Infrastructure Support Engineer
Мэтч & Сопровод
Для мэтча с этой вакансией нужен Plus
Описание вакансии
TL;DR
Infrastructure Support Engineer (GPU Cloud): Ensuring efficiency, reliability, and scalability of data centre infrastructure with an accent on monitoring, troubleshooting, and customer support. Focus on handling tickets, following runbooks, collaborating with engineering teams, and identifying automation opportunities.
Location: UK, with availability to travel to or customer locations for deployments, troubleshooting, and operational tasks.
Company
GPU cloud engineered for AI, providing cost-effective, high-performance infrastructure for AI startups and enterprises.
What you will do
- Join support duty rotation to handle tickets, alerts, and incidents, escalating appropriately and collaborating with engineering.
- Manage and resolve tickets using the ticketing system, keeping all parties informed with clear notes and communications.

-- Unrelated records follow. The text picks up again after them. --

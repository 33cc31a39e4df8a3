//! One-shot cue handling.
//!
//! Each cue invocation is stamped with a fresh [`CueToken`]. A finished
//! notification is honored only when it names the active cue rig and carries
//! the active token; cancellation and teardown bump the generation so late
//! notifications from an older invocation fall through harmlessly.

use log::debug;
use serde::{Deserialize, Serialize};

use crate::error::AvatarError;
use crate::ids::{CueKind, CueToken, Generation, RigId};
use crate::rig::RigRegistry;

#[derive(Copy, Clone, Debug, Eq, PartialEq, Serialize, Deserialize)]
pub struct ActiveCue {
    pub kind: CueKind,
    pub token: CueToken,
}

#[derive(Debug, Default)]
pub struct CueHandler {
    generation: Generation,
    active: Option<ActiveCue>,
}

impl CueHandler {
    pub fn new() -> Self {
        Self::default()
    }

    #[inline]
    pub fn active(&self) -> Option<ActiveCue> {
        self.active
    }

    /// Whether `kind` can run: its rig must be loaded and carry a clip.
    pub fn can_start(kind: CueKind, rigs: &RigRegistry) -> Result<(), AvatarError> {
        match rigs.get(kind.rig()) {
            None => Err(AvatarError::InvalidTransition {
                reason: format!("cue '{kind}' requested but its rig is not loaded"),
            }),
            Some(rig) if !rig.mixer.has_clip() => Err(AvatarError::InvalidTransition {
                reason: format!("cue '{kind}' requested but its rig has no clip"),
            }),
            Some(_) => Ok(()),
        }
    }

    /// Hard-cut to the cue rig and play it once from time 0.
    ///
    /// Fails without touching any rig when the cue rig is missing or has no
    /// clip (it could never report completion).
    pub fn start(&mut self, kind: CueKind, rigs: &mut RigRegistry) -> Result<ActiveCue, AvatarError> {
        Self::can_start(kind, rigs)?;
        let target = kind.rig();
        let token = self.generation.bump();
        for id in [RigId::Idle, RigId::Talk, kind.other().rig()] {
            if let Some(rig) = rigs.get_mut(id) {
                rig.mixer.stop();
                rig.alpha = 0.0;
            }
        }
        if let Some(rig) = rigs.get_mut(target) {
            rig.mixer.play_from_start(token);
            rig.alpha = 1.0;
        }

        let cue = ActiveCue { kind, token };
        self.active = Some(cue);
        debug!("cue '{kind}' started ({token:?})");
        Ok(cue)
    }

    /// Handle a finished notification from `rig`'s mixer. Returns the completed
    /// cue, or `InvalidTransition` for late or foreign notifications.
    pub fn finished(
        &mut self,
        rig: RigId,
        token: CueToken,
        rigs: &mut RigRegistry,
    ) -> Result<ActiveCue, AvatarError> {
        match self.active {
            Some(cue) if cue.kind.rig() == rig && cue.token == token => {
                self.active = None;
                restore_resting(rigs);
                debug!("cue '{}' finished ({token:?})", cue.kind);
                Ok(cue)
            }
            _ => Err(AvatarError::InvalidTransition {
                reason: format!("stale finished notification from '{rig}' ({token:?})"),
            }),
        }
    }

    /// Abort the active cue, if any, and restore the resting pose. Any
    /// notification still pending for it becomes stale.
    pub fn cancel(&mut self, rigs: &mut RigRegistry) -> Option<ActiveCue> {
        let cue = self.active.take()?;
        self.generation.bump();
        restore_resting(rigs);
        debug!("cue '{}' canceled ({:?})", cue.kind, cue.token);
        Some(cue)
    }

    /// Invalidate every outstanding token without touching rigs.
    pub fn invalidate(&mut self) {
        self.active = None;
        self.generation.bump();
    }
}

/// Cut every non-Idle rig to 0 and replay Idle from time 0 at full alpha.
fn restore_resting(rigs: &mut RigRegistry) {
    for id in [RigId::Talk, RigId::Dance, RigId::Jump] {
        if let Some(rig) = rigs.get_mut(id) {
            rig.mixer.stop();
            rig.alpha = 0.0;
        }
    }
    if let Some(idle) = rigs.get_mut(RigId::Idle) {
        idle.mixer.play_from_start(CueToken::default());
        idle.alpha = 1.0;
    }
}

- Follow runbooks for common issues, propose improvements, and contribute fixes; participate in monitoring, triage, and log capture.
- Deliver tasks and projects to timelines, flag blockers early, and share knowledge through documentation and training materials.
- Participate in incident reviews, identify automation opportunities, and collaborate with cross-functional teams including onsite operations.
- Engage in on-call/out-of-hours work when scheduled and constantly upskill.
Requirements
- Growth mindset: curious, dependable, collaborative, seeking feedback and investing in learning.
- Platform/DC fundamentals: servers, networks, storage, virtualization from support/operations background.
- Linux fundamentals: CLI, systemd, filesystems, permissions, basic networking tools, troubleshooting.
- Networking basics: IP addressing, subnets, VLANs, routing, DNS, firewalls.
- Kubernetes exposure: core concepts, basic troubleshooting, runbooks.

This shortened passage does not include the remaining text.